#### [What is expected]
Beginning with the first line of the data below, reproduce every line unchanged, ending with the line that holds "freely across tasks.".

(Collected data entries)

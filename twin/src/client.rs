//! The twin client.
//!
//! [`TwinClient`] talks to one twin, its own, identified by a
//! [`ClientConfig`]. Paying another twin is still a request to the client's
//! own twin: the destination is resolved first through its public `/info`
//! document, and the payment is then submitted to the own twin which settles
//! it on the caller's behalf.
//!
//! Every call is independent. The client holds no mutable state, so it can be
//! shared freely across tasks.

use std::sync::Arc;

use http::header::{CONTENT_TYPE, HeaderValue};
use http::Method;
use rust_decimal::Decimal;
use url::Url;

use crate::body::ResponseBody;
use crate::classify::{Operation, classify, classify_binary};
use crate::config::ClientConfig;
use crate::constants::{
    API_KEY_PARAM, BINARY_CONTENT_TYPE, FETCH_PATH, IMPORT_PATH, INFO_PATH, JSON_CONTENT_TYPE,
};
use crate::error::Error;
use crate::info::InfoResolver;
use crate::request::{MicropayOptions, PaymentRequest, encode_component, paywall_url};
use crate::transport::{HttpRequest, HttpResponse, RequestBody, Transport};
use crate::types::{TwinHash, TwinInfo};

/// Client for a single twin.
#[derive(Clone)]
pub struct TwinClient {
    config: ClientConfig,
    transport: Arc<dyn Transport>,
}

impl std::fmt::Debug for TwinClient {
    fn fmt(&self, f: &mut std::fmt::Formatter<'_>) -> std::fmt::Result {
        f.debug_struct("TwinClient")
            .field("config", &self.config)
            .finish_non_exhaustive()
    }
}

impl TwinClient {
    /// Creates a client for the twin described by `config`, sending through
    /// `transport`.
    pub fn new(config: ClientConfig, transport: impl Transport + 'static) -> Self {
        Self {
            config,
            transport: Arc::new(transport),
        }
    }

    /// Creates a client sharing an existing transport.
    #[must_use]
    pub fn with_shared_transport(config: ClientConfig, transport: Arc<dyn Transport>) -> Self {
        Self { config, transport }
    }

    /// Returns the client's configuration.
    #[must_use]
    pub const fn config(&self) -> &ClientConfig {
        &self.config
    }

    /// Returns a resolver for other twins' info documents, sharing this
    /// client's transport.
    #[must_use]
    pub fn resolver(&self) -> InfoResolver<'_> {
        InfoResolver::new(self.transport.as_ref())
    }

    /// Reads this twin's public info document.
    ///
    /// # Errors
    ///
    /// Returns [`Error::Twin`] on any non-2xx answer (`Auth` for 401/403,
    /// `Generic` otherwise), [`Error::Transport`] if no answer was obtained
    /// and [`Error::Decode`] if the document is malformed.
    #[cfg_attr(
        feature = "telemetry",
        tracing::instrument(name = "twin.client.info", skip_all, err)
    )]
    pub async fn info(&self) -> Result<TwinInfo, Error> {
        let body = self
            .send(Method::GET, INFO_PATH, None, Operation::Info)
            .await?;
        body.decode().map_err(|source| Error::Decode {
            context: "twin info document",
            source,
        })
    }

    /// Transfers `amount` tokens of `token_type` directly from this twin to
    /// the twin at `destination_url`.
    ///
    /// # Errors
    ///
    /// Fails if the destination cannot be resolved (see
    /// [`InfoResolver::fetch_info`]) or if this twin rejects the transfer.
    #[cfg_attr(
        feature = "telemetry",
        tracing::instrument(name = "twin.client.pay", skip(self), err)
    )]
    pub async fn pay(
        &self,
        destination_url: &str,
        token_type: &TwinHash,
        amount: Decimal,
    ) -> Result<ResponseBody, Error> {
        let destination = self.resolver().fetch_info(destination_url, None).await?;
        let request = PaymentRequest::transfer(&destination.address, token_type, amount);
        self.send_payment(request, Operation::Pay).await
    }

    /// Pays the paywall of the twin at `destination_url` with `amount` tokens
    /// of `token_type`, routing the payment through this twin.
    ///
    /// Performs two sequential round-trips: the destination's `/info`, then
    /// the payment itself. On success the body returned by this twin is
    /// passed through untouched.
    ///
    /// # Errors
    ///
    /// - Resolution failures as for [`InfoResolver::fetch_info`].
    /// - [`TwinError::MicropayAmountMismatch`](crate::TwinError::MicropayAmountMismatch)
    ///   or [`TwinError::MicropayTokenMismatch`](crate::TwinError::MicropayTokenMismatch)
    ///   when the paywall reports a disagreement.
    /// - [`TwinError::Micropay`](crate::TwinError::Micropay) for any other
    ///   rejection, [`TwinError::Auth`](crate::TwinError::Auth) for 401/403.
    #[cfg_attr(
        feature = "telemetry",
        tracing::instrument(name = "twin.client.micropay", skip(self, options), err)
    )]
    pub async fn micropay(
        &self,
        destination_url: &str,
        token_type: &TwinHash,
        amount: Decimal,
        options: MicropayOptions,
    ) -> Result<ResponseBody, Error> {
        let destination = self.resolver().fetch_info(destination_url, None).await?;
        self.submit_micropay(destination_url, &destination, token_type, amount, options)
            .await
    }

    /// Pays exactly what the destination's paywall advertises.
    ///
    /// Reads `targetPayType` and `targetPayQuantity` from the destination's
    /// info document and submits a micropay for them.
    ///
    /// # Errors
    ///
    /// As [`TwinClient::micropay`], plus [`Error::NoPaywall`] if the
    /// destination advertises no paywall.
    #[cfg_attr(
        feature = "telemetry",
        tracing::instrument(name = "twin.client.micropay_paywall", skip(self, options), err)
    )]
    pub async fn micropay_paywall(
        &self,
        destination_url: &str,
        options: MicropayOptions,
    ) -> Result<ResponseBody, Error> {
        let destination = self.resolver().fetch_info(destination_url, None).await?;
        let Some(paywall) = destination.paywall.clone() else {
            return Err(Error::NoPaywall {
                url: destination_url.to_owned(),
            });
        };
        self.submit_micropay(
            destination_url,
            &destination,
            &paywall.target_pay_type,
            paywall.target_pay_quantity,
            options,
        )
        .await
    }

    /// Downloads the binary file `id` from this twin.
    ///
    /// # Errors
    ///
    /// Returns [`Error::Twin`] on any non-2xx answer.
    #[cfg_attr(
        feature = "telemetry",
        tracing::instrument(name = "twin.client.fetch", skip(self), err)
    )]
    pub async fn fetch(&self, id: &TwinHash) -> Result<Vec<u8>, Error> {
        let path = format!("{FETCH_PATH}/{}", encode_component(id.as_str()));
        let request = self.http_request(Method::GET, &path, None)?;
        let response = self.transport.send(request).await?;
        Ok(classify_binary(response, Operation::Generic)?)
    }

    /// Uploads a binary file to this twin.
    ///
    /// # Errors
    ///
    /// Returns [`Error::Twin`] on any non-2xx answer, typically
    /// `400 { "error": ... }` for a file the twin refuses.
    #[cfg_attr(
        feature = "telemetry",
        tracing::instrument(name = "twin.client.import", skip_all, err)
    )]
    pub async fn import(&self, file: impl Into<Vec<u8>>) -> Result<ResponseBody, Error> {
        let file = file.into();

        #[cfg(feature = "telemetry")]
        tracing::debug!(len = file.len(), "uploading file");

        self.send(
            Method::POST,
            IMPORT_PATH,
            Some(RequestBody::Binary(file)),
            Operation::Generic,
        )
        .await
    }

    /// Sends an arbitrary authenticated request to this twin.
    ///
    /// `path` is relative to the base URL; a leading `/` is ignored.
    ///
    /// # Errors
    ///
    /// Returns [`Error::Twin`] on any non-2xx answer.
    #[cfg_attr(
        feature = "telemetry",
        tracing::instrument(name = "twin.client.request", skip(self, body), err)
    )]
    pub async fn request(
        &self,
        method: Method,
        path: &str,
        body: Option<RequestBody>,
    ) -> Result<ResponseBody, Error> {
        self.send(method, path, body, Operation::Generic).await
    }

    async fn submit_micropay(
        &self,
        destination_url: &str,
        destination: &TwinInfo,
        token_type: &TwinHash,
        amount: Decimal,
        options: MicropayOptions,
    ) -> Result<ResponseBody, Error> {
        let request = PaymentRequest::micropay(
            &destination.address,
            token_type,
            amount,
            &paywall_url(destination_url),
            options,
        );

        #[cfg(feature = "telemetry")]
        tracing::debug!(
            destination = %destination.address,
            token_type = %token_type,
            amount = %amount,
            "submitting micropay"
        );

        self.send_payment(request, Operation::Micropay).await
    }

    async fn send_payment(
        &self,
        request: PaymentRequest,
        operation: Operation,
    ) -> Result<ResponseBody, Error> {
        self.send(request.method, &request.path, request.body, operation)
            .await
    }

    async fn send(
        &self,
        method: Method,
        path: &str,
        body: Option<RequestBody>,
        operation: Operation,
    ) -> Result<ResponseBody, Error> {
        let request = self.http_request(method, path, body)?;
        let response: HttpResponse = self.transport.send(request).await?;
        Ok(classify(response, operation)?)
    }

    /// Builds a request against this twin: joins `path` under the base URL,
    /// attaches the API key and sets the content type.
    fn http_request(
        &self,
        method: Method,
        path: &str,
        body: Option<RequestBody>,
    ) -> Result<HttpRequest, Error> {
        let url = self.endpoint(path)?;
        let mut request = HttpRequest::new(method, url);

        let content_type = match body {
            Some(RequestBody::Binary(_)) => BINARY_CONTENT_TYPE,
            _ => JSON_CONTENT_TYPE,
        };
        request
            .headers
            .insert(CONTENT_TYPE, HeaderValue::from_static(content_type));

        if let Some(key) = self.config.api_key() {
            request.query.push((API_KEY_PARAM.to_owned(), key.to_owned()));
        }
        request.body = body;
        Ok(request)
    }

    fn endpoint(&self, path: &str) -> Result<Url, Error> {
        self.config
            .base_url()
            .join(path.trim_start_matches('/'))
            .map_err(|source| Error::UrlParse {
                context: "Failed to construct twin endpoint URL",
                source,
            })
    }
}
//! Payment request construction.
//!
//! A micropay is routed through the payer's own twin: the payer asks its twin
//! to `pay/{destinationAddress}/{tokenTypeHash}/{amount}/{destinationUrl}`,
//! and the twin settles the payment and forwards to the destination URL. The
//! destination URL travels as a single percent-encoded path segment, encoded
//! the way `encodeURIComponent` does so that `:`, `/` and `?` survive the hop.
//!
//! Nothing here validates the amount or the hashes. The responding twin is
//! the judge of both, and its verdict comes back through
//! [`classify`](crate::classify::classify).

use std::borrow::Cow;
use std::str::FromStr;

use http::Method;
use percent_encoding::{AsciiSet, NON_ALPHANUMERIC, percent_decode_str, utf8_percent_encode};
use rust_decimal::Decimal;
use serde_json::{Number, Value, json};

use crate::constants::{PAY_PATH, PAYWALL_SEGMENT};
use crate::transport::RequestBody;
use crate::types::TwinHash;

/// Characters left unescaped by `encodeURIComponent`.
const URI_COMPONENT: &AsciiSet = &NON_ALPHANUMERIC
    .remove(b'-')
    .remove(b'_')
    .remove(b'.')
    .remove(b'!')
    .remove(b'~')
    .remove(b'*')
    .remove(b'\'')
    .remove(b'(')
    .remove(b')');

/// Percent-encodes `value` for use as a single path segment.
#[must_use]
pub fn encode_component(value: &str) -> String {
    utf8_percent_encode(value, URI_COMPONENT).to_string()
}

/// Reverses [`encode_component`].
#[must_use]
pub fn decode_component(value: &str) -> Cow<'_, str> {
    percent_decode_str(value).decode_utf8_lossy()
}

/// Returns the URL of the paywalled content behind a twin's base URL.
#[must_use]
pub fn paywall_url(twin_url: &str) -> String {
    format!("{}/{PAYWALL_SEGMENT}", twin_url.trim_end_matches('/'))
}

/// Options for a micropay request.
#[derive(Debug, Clone, PartialEq)]
pub struct MicropayOptions {
    /// HTTP verb used against the pay endpoint; `GET` unless set.
    pub method: Method,
    /// Body forwarded to the destination, typically with `POST`.
    pub body: Option<RequestBody>,
}

impl Default for MicropayOptions {
    fn default() -> Self {
        Self {
            method: Method::GET,
            body: None,
        }
    }
}

impl MicropayOptions {
    /// Creates default options: `GET`, no body.
    #[must_use]
    pub fn new() -> Self {
        Self::default()
    }

    /// Sets the HTTP verb.
    #[must_use]
    pub fn with_method(mut self, method: Method) -> Self {
        self.method = method;
        self
    }

    /// Sets the forwarded body.
    #[must_use]
    pub fn with_body(mut self, body: RequestBody) -> Self {
        self.body = Some(body);
        self
    }
}

/// A payment request, relative to the payer twin's base URL.
#[derive(Debug, Clone, PartialEq)]
pub struct PaymentRequest {
    /// HTTP verb.
    pub method: Method,
    /// Path starting with `/`, already percent-encoded.
    pub path: String,
    /// Optional body.
    pub body: Option<RequestBody>,
}

impl PaymentRequest {
    /// Builds the micropay request
    /// `/pay/{destination_address}/{token_type}/{amount}/{encoded destination_url}`.
    #[must_use]
    pub fn micropay(
        destination_address: &TwinHash,
        token_type: &TwinHash,
        amount: Decimal,
        destination_url: &str,
        options: MicropayOptions,
    ) -> Self {
        let path = format!(
            "/{PAY_PATH}/{}/{}/{amount}/{}",
            encode_component(destination_address.as_str()),
            encode_component(token_type.as_str()),
            encode_component(destination_url),
        );
        Self {
            method: options.method,
            path,
            body: options.body,
        }
    }

    /// Builds a direct transfer of `amount` tokens of `token_type` from the
    /// payer twin to `destination_address`.
    #[must_use]
    pub fn transfer(destination_address: &TwinHash, token_type: &TwinHash, amount: Decimal) -> Self {
        Self {
            method: Method::POST,
            path: format!("/dq/{}/transfer", encode_component(token_type.as_str())),
            body: Some(RequestBody::Json(json!({
                "destination": destination_address,
                "amount": amount_value(amount),
            }))),
        }
    }

    /// Decodes the destination URL embedded in a micropay path.
    #[must_use]
    pub fn destination_url(&self) -> Option<String> {
        let mut segments = self.path.trim_start_matches('/').split('/');
        if segments.next() != Some(PAY_PATH) {
            return None;
        }
        let encoded = segments.nth(3)?;
        Some(decode_component(encoded).into_owned())
    }
}

/// Renders `amount` as a JSON number, exactly as written. Relies on
/// `serde_json`'s `arbitrary_precision`, so no digit goes through `f64`.
fn amount_value(amount: Decimal) -> Value {
    let rendered = amount.to_string();
    Number::from_str(&rendered).map_or(Value::String(rendered), Value::Number)
}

#### [Output of the task]
filename twin/src/client.rs
//! The twin client.
//!
//! [`TwinClient`] talks to one twin, its own, identified by a
//! [`ClientConfig`]. Paying another twin is still a request to the client's
//! own twin: the destination is resolved first through its public `/info`
//! document, and the payment is then submitted to the own twin which settles
//! it on the caller's behalf.
//!
//! Every call is independent. The client holds no mutable state, so it can be
//! shared freely across tasks.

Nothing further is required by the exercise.